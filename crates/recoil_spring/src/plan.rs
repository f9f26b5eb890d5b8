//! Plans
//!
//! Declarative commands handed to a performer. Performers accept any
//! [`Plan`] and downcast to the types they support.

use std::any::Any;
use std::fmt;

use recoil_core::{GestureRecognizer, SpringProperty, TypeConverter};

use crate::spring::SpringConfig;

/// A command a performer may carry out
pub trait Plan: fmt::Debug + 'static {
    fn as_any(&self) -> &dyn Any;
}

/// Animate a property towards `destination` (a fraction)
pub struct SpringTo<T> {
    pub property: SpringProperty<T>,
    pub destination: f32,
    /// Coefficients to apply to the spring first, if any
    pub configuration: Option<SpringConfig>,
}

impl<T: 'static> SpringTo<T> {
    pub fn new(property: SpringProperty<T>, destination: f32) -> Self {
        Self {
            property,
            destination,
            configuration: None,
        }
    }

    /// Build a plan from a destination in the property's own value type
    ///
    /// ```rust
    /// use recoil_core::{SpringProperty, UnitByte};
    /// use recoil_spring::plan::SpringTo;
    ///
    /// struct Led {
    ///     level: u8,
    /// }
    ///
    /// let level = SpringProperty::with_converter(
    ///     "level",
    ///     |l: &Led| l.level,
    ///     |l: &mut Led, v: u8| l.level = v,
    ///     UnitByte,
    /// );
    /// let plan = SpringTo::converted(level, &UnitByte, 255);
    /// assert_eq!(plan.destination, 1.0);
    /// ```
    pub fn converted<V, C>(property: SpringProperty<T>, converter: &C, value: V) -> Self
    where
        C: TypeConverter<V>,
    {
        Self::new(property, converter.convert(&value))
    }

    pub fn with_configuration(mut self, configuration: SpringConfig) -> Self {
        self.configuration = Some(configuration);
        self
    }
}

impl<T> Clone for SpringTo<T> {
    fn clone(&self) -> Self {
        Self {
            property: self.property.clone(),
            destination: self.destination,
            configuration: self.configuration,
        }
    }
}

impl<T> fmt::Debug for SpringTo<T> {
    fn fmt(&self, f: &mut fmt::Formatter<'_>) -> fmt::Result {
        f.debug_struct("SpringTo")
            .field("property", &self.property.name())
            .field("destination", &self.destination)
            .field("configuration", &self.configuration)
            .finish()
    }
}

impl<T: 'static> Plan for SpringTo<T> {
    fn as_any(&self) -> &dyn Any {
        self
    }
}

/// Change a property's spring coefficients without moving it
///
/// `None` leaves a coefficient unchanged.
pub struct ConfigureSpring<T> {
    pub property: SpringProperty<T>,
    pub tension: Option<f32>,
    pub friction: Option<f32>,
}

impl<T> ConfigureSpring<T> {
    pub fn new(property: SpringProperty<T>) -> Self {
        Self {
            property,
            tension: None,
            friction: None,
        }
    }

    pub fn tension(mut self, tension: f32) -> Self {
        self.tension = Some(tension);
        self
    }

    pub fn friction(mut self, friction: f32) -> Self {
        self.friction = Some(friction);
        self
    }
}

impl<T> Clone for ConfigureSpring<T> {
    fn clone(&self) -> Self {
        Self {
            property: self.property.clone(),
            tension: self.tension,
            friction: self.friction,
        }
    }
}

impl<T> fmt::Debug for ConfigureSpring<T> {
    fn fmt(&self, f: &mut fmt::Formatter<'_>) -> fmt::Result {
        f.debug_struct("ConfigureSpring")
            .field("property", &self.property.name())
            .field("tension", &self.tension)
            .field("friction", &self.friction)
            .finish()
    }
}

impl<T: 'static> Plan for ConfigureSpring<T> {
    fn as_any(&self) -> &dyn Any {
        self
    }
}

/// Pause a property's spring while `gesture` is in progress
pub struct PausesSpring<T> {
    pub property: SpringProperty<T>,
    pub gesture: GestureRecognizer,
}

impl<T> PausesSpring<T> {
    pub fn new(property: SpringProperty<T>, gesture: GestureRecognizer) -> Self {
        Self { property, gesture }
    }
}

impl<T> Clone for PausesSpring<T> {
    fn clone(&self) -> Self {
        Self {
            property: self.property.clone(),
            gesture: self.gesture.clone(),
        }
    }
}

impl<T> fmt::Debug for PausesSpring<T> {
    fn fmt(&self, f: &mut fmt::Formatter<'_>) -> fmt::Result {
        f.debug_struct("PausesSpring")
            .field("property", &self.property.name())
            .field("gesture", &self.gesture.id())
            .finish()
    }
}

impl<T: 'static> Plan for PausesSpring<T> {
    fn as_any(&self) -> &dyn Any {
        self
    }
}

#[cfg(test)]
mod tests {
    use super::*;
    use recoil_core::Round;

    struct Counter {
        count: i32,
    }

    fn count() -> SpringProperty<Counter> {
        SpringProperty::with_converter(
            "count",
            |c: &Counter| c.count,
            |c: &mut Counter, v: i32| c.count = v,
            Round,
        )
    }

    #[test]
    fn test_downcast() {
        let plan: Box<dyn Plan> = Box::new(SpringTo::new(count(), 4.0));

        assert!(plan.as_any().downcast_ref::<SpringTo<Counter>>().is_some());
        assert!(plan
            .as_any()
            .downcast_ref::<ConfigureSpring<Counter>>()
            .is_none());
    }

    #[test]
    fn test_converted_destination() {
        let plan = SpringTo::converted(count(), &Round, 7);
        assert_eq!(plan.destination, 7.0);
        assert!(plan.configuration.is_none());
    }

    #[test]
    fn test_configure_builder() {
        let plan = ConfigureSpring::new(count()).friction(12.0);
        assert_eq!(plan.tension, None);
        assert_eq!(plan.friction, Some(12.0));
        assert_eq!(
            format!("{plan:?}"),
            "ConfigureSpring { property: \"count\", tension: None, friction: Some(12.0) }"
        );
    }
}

------------------------------

--- WHAT IS BEING ASKED ---
Would you filter the records and copy each line that contains the word "static"?

--- TASK SOLUTION ---
pub trait Plan: fmt::Debug + 'static {
impl<T: 'static> SpringTo<T> {
impl<T: 'static> Plan for SpringTo<T> {
impl<T: 'static> Plan for ConfigureSpring<T> {
impl<T: 'static> Plan for PausesSpring<T> {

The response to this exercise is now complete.